In the morning, when Anansi saw the chicken outside the innkeeper’s door, he began to wail. “You are in trouble, man,” he said to the innkeeper. “I told you the chicken was sacred.”

The innkeeper was terrified. “Please, let me repay God,” he said, and he offered Anansi a dozen of his finest sheep.

“I’ll take them and see what I can do,” Anansi said, and off the set, leading his 12 sheep behind him.

As he was traveling along, he came upon a burial party. Several men were carrying the body of a traveler who had been found beside the road. Since they didn’t know where the young man came from, they were going to bury him at a local site. “Please,” Anansi said, “I shall trade you my 12 sheep for the body; for I believe I know where he came from.” The burial party quickly agreed and made the trade.

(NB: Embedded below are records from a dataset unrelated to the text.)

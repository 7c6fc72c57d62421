//! Sign-in, persistence of the session and the bearer header.

#![allow(clippy::unwrap_used)]

use axum::http::Method;
use storedesk_client::routes::{Navigation, Route};
use storedesk_client::session::View;
use storedesk_client::{App, AppError};
use storedesk_core::Role;
use storedesk_integration_tests::{FakeBackend, VALID_PASSWORD};

#[tokio::test]
async fn test_login_persists_across_restart_and_sends_bearer() {
    let backend = FakeBackend::start().await;
    let dir = tempfile::tempdir().unwrap();

    let mut app = App::open(backend.config(dir.path())).await.unwrap();
    let signed_in = app
        .auth()
        .login("admin@shop.in", VALID_PASSWORD)
        .await
        .unwrap();
    assert_eq!(signed_in.role, Role::Admin);
    assert_eq!(signed_in.landing, Route::Dashboard);
    assert_eq!(signed_in.greeting, "Welcome back, admin!");
    drop(app);

    // A new process picks the session up from disk
    let app = App::open(backend.config(dir.path())).await.unwrap();
    assert_eq!(app.session().view(), View::Private);
    assert_eq!(app.session().role(), Role::Admin);
    assert_eq!(
        app.session().current_user().map(|u| u.email.as_str()),
        Some("admin@shop.in")
    );

    app.categories().fetch().await.unwrap();
    let last = backend.requests().pop().unwrap();
    assert_eq!(last.path, "/categories");
    assert_eq!(last.authorization.as_deref(), Some("Bearer tok-admin"));
    assert!(last.request_id.is_some());
}

#[tokio::test]
async fn test_rejected_login_shows_server_error() {
    let backend = FakeBackend::start().await;
    let dir = tempfile::tempdir().unwrap();
    let mut app = App::open(backend.config(dir.path())).await.unwrap();

    let err = app
        .auth()
        .login("someone@shop.in", "wrong-password")
        .await
        .unwrap_err();
    assert!(matches!(err, AppError::LoginFailed(ref m) if m == "Invalid credentials"));
    assert_eq!(app.session().view(), View::Public);
}

#[tokio::test]
async fn test_invalid_login_form_never_reaches_server() {
    let backend = FakeBackend::start().await;
    let dir = tempfile::tempdir().unwrap();
    let mut app = App::open(backend.config(dir.path())).await.unwrap();

    let err = app.auth().login("not-an-email", "123").await.unwrap_err();
    assert!(matches!(err, AppError::Validation(_)));
    assert_eq!(backend.count(&Method::POST, "/auth/login"), 0);
}

#[tokio::test]
async fn test_logout_then_restart_is_signed_out_user() {
    let backend = FakeBackend::start().await;
    let dir = tempfile::tempdir().unwrap();

    let mut app = App::open(backend.config(dir.path())).await.unwrap();
    app.auth().login("admin@shop.in", VALID_PASSWORD).await.unwrap();
    app.auth().logout().await.unwrap();
    assert!(!app.api().has_token().await);
    drop(app);

    let app = App::open(backend.config(dir.path())).await.unwrap();
    assert_eq!(app.session().view(), View::Public);
    assert_eq!(app.session().role(), Role::User);
    assert_eq!(
        app.session().navigate("/Dashboard", None),
        Navigation::Redirect(Route::Login)
    );
}

#[tokio::test]
async fn test_unknown_role_lands_on_default_route() {
    let backend = FakeBackend::start().await;
    let dir = tempfile::tempdir().unwrap();
    let mut app = App::open(backend.config(dir.path())).await.unwrap();

    let signed_in = app
        .auth()
        .login("owner@shop.in", VALID_PASSWORD)
        .await
        .unwrap();
    assert_eq!(signed_in.landing, Route::Dashboard);
    assert_eq!(signed_in.role, Role::User);
    assert_eq!(app.session().role(), Role::User);
}
//! Hosted checkout widget flow.
//!
//! The backend creates a gateway order, the widget collects the payment and
//! hands back three signed fields, and the backend verifies the signature.
//! Only a verified signature counts as paid.

use rust_decimal::Decimal;
use storedesk_core::{CurrencyCode, Price};
use thiserror::Error;
use tracing::{debug, info, instrument, warn};

use super::surface;
use crate::api::types::{GatewayResponse, Payment};
use crate::api::{ApiClient, ApiError};
use crate::config::PaymentConfig;
use crate::error::AppError;
use crate::mirror::{RefreshOutcome, RemoteMirror};
use crate::notify::Notifier;

#[derive(Debug, Error)]
pub enum PaymentError {
    #[error("Payments are not configured")]
    NotConfigured,

    #[error("Please enter a valid amount")]
    InvalidAmount,

    #[error(transparent)]
    Api(#[from] ApiError),
}

/// A fixed-fee class offered on the payments page.
#[derive(Debug, Clone, Copy, PartialEq, Eq)]
pub struct Course {
    pub id: u8,
    pub name: &'static str,
    pub fee: u32,
}

/// Classes offered on the payments page, each at a nominal test fee.
pub const COURSES: [Course; 10] = [
    Course { id: 1, name: "Class 1", fee: 1 },
    Course { id: 2, name: "Class 2", fee: 1 },
    Course { id: 3, name: "Class 3", fee: 1 },
    Course { id: 4, name: "Class 4", fee: 1 },
    Course { id: 5, name: "Class 5", fee: 1 },
    Course { id: 6, name: "Class 6", fee: 1 },
    Course { id: 7, name: "Class 7", fee: 1 },
    Course { id: 8, name: "Class 8", fee: 1 },
    Course { id: 9, name: "Class 9", fee: 1 },
    Course { id: 10, name: "Class 10", fee: 1 },
];

#[must_use]
pub fn find_course(id: u8) -> Option<&'static Course> {
    COURSES.iter().find(|c| c.id == id)
}

/// Parameters the hosted widget is opened with.
#[derive(Debug, Clone, PartialEq, Eq)]
pub struct WidgetParams {
    /// Public key id.
    pub key: String,
    /// Amount in minor units, as returned by the gateway order.
    pub amount: i64,
    pub currency: String,
    pub order_id: String,
    /// Merchant name.
    pub name: String,
    pub description: String,
}

#[derive(Debug, Clone, PartialEq, Eq)]
pub enum PaymentOutcome {
    Paid {
        order_id: String,
        payment_id: String,
        amount: Price,
    },
    Failed,
}

impl PaymentOutcome {
    #[must_use]
    pub const fn is_paid(&self) -> bool {
        matches!(self, Self::Paid { .. })
    }
}

/// One payment at a time, plus the payment history.
#[derive(Debug)]
pub struct PaymentFlow {
    api: ApiClient,
    notifier: Notifier,
    config: PaymentConfig,
    currency: CurrencyCode,
    history: RemoteMirror<Payment>,
    pending: Option<Decimal>,
}

impl PaymentFlow {
    #[must_use]
    pub fn new(
        api: ApiClient,
        notifier: Notifier,
        config: PaymentConfig,
        currency: CurrencyCode,
    ) -> Self {
        Self {
            api,
            notifier,
            config,
            currency,
            history: RemoteMirror::new("payments"),
            pending: None,
        }
    }

    #[must_use]
    pub const fn history(&self) -> &RemoteMirror<Payment> {
        &self.history
    }

    /// Amount of the payment in progress, if any.
    #[must_use]
    pub const fn pending(&self) -> Option<Decimal> {
        self.pending
    }

    /// Continue a payment whose gateway order was opened earlier, possibly by
    /// another process, so a verified payment reports its amount.
    pub const fn resume(&mut self, amount: Decimal) {
        self.pending = Some(amount);
    }

    /// Create a gateway order for `amount` and return the widget parameters.
    ///
    /// # Errors
    ///
    /// Returns an error if the amount is missing or not positive, no key id is
    /// configured, or the backend cannot create the order.
    #[instrument(skip(self))]
    pub async fn begin(
        &mut self,
        amount: Option<Decimal>,
        description: &str,
    ) -> Result<WidgetParams, AppError> {
        let amount = match amount {
            Some(amount) if amount > Decimal::ZERO => amount,
            _ => return Err(surface(&self.notifier, PaymentError::InvalidAmount)),
        };
        let Some(key) = self.config.key_id.clone() else {
            return Err(surface(&self.notifier, PaymentError::NotConfigured));
        };

        let order = self
            .api
            .create_payment_order(amount)
            .await
            .map_err(|e| surface(&self.notifier, PaymentError::from(e)))?;

        info!(order_id = %order.id, %amount, "Gateway order created");
        self.pending = Some(amount);
        Ok(WidgetParams {
            key,
            amount: order.amount,
            currency: order.currency,
            order_id: order.id,
            name: self.config.merchant_name.clone(),
            description: description.to_string(),
        })
    }

    /// Verify the widget's completion fields with the backend.
    ///
    /// Returns `Paid` only when the backend confirms the signature. A rejected
    /// signature or a failed request is `Failed`.
    #[instrument(skip(self, response), fields(order_id = %response.razorpay_order_id))]
    pub async fn complete(&mut self, response: &GatewayResponse) -> PaymentOutcome {
        let amount = self.pending.take().unwrap_or_default();
        match self.api.verify_payment(response).await {
            Ok(true) => {
                info!(payment_id = %response.razorpay_payment_id, "Payment verified");
                self.notifier.success("Payment successful");
                if let Err(e) = self.fetch_history().await {
                    debug!(error = %e, "History refetch after payment failed");
                }
                PaymentOutcome::Paid {
                    order_id: response.razorpay_order_id.clone(),
                    payment_id: response.razorpay_payment_id.clone(),
                    amount: Price::new(amount, self.currency),
                }
            }
            Ok(false) => {
                warn!("Payment signature rejected");
                self.notifier.error("Payment failed");
                PaymentOutcome::Failed
            }
            Err(e) => {
                let err = AppError::from(PaymentError::from(e));
                err.report();
                self.notifier.error("Payment failed");
                PaymentOutcome::Failed
            }
        }
    }

    /// The widget was closed without paying.
    pub fn dismiss(&mut self) -> PaymentOutcome {
        self.pending = None;
        self.notifier.error("Payment failed");
        PaymentOutcome::Failed
    }

    /// # Errors
    ///
    /// Returns an error if the history cannot be fetched.
    pub async fn fetch_history(&self) -> Result<RefreshOutcome, AppError> {
        self.history
            .refresh(self.api.payment_history())
            .await
            .map_err(|e| surface(&self.notifier, e))
    }
}

#[cfg(test)]
#[allow(clippy::unwrap_used)]
mod tests {
    use super::*;
    use crate::config::ClientConfig;

    fn flow(key_id: Option<&str>) -> PaymentFlow {
        let config = ClientConfig::new("http://127.0.0.1:9", std::env::temp_dir()).unwrap();
        let api = ApiClient::new(&config).unwrap();
        let payments = PaymentConfig {
            key_id: key_id.map(String::from),
            ..PaymentConfig::default()
        };
        PaymentFlow::new(api, Notifier::new(), payments, CurrencyCode::INR)
    }

    #[tokio::test]
    async fn test_missing_or_zero_amount_is_rejected_locally() {
        let mut flow = flow(Some("rzp_test"));
        for amount in [None, Some(Decimal::ZERO), Some(Decimal::from(-5))] {
            let err = flow.begin(amount, "Class 1").await.unwrap_err();
            assert_eq!(err.notice_message(), "Please enter a valid amount");
        }
        assert!(flow.pending().is_none());
    }

    #[tokio::test]
    async fn test_unconfigured_key_is_rejected() {
        let mut flow = flow(None);
        let err = flow.begin(Some(Decimal::ONE), "Class 1").await.unwrap_err();
        assert!(matches!(err, AppError::Payment(PaymentError::NotConfigured)));
    }

    #[test]
    fn test_dismiss_is_failure() {
        let mut flow = flow(Some("rzp_test"));
        assert_eq!(flow.dismiss(), PaymentOutcome::Failed);
        assert!(!flow.dismiss().is_paid());
    }

    #[test]
    fn test_resume_restores_pending_amount() {
        let mut flow = flow(Some("rzp_test"));
        flow.resume(Decimal::from(250));
        assert_eq!(flow.pending(), Some(Decimal::from(250)));
        flow.dismiss();
        assert!(flow.pending().is_none());
    }

    #[test]
    fn test_course_lookup() {
        assert_eq!(find_course(3).map(|c| c.name), Some("Class 3"));
        assert!(find_course(11).is_none());
    }
}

Now Anansi traveled with the body to a faraway town. “I have brought with me a child of God,” Anansi announced as he entered the village. “Quiet, please. God’s child is sleeping peacefully.”

No one dared touch the young man. The innkeeper gave Anansi a large and luxurious room to share with the child of God, but in the middle of the night, Anansi moved the body down to the main entryway. In the morning, he raced downstairs, crying and shouting, “Where has God’s child gone?”

Everyone woke and came to see what so troubled Anansi, and now they saw him weeping and wailing over the body that lay outside the innkeeper’s door. “Someone in this town has killed God’s child!” Anansi cried, and the village doctor came to have a look.

“It is true,” the doctor said sadly. “God’s child is dead.”

The people were terrified of God’s wrath. “What can we do?” they asked Anansi, for Anansi seemed to be a wise man.

“Give me 100 of your young men to serve as soldiers for God,” Anansi said, and the villagers reluctantly did just that.

So Anansi returned to his village leading 100 soldiers for God behind him, and once again Anansi proved he was among the world’s finest tricksters. But God knew perfectly well that Anansi had tricked him.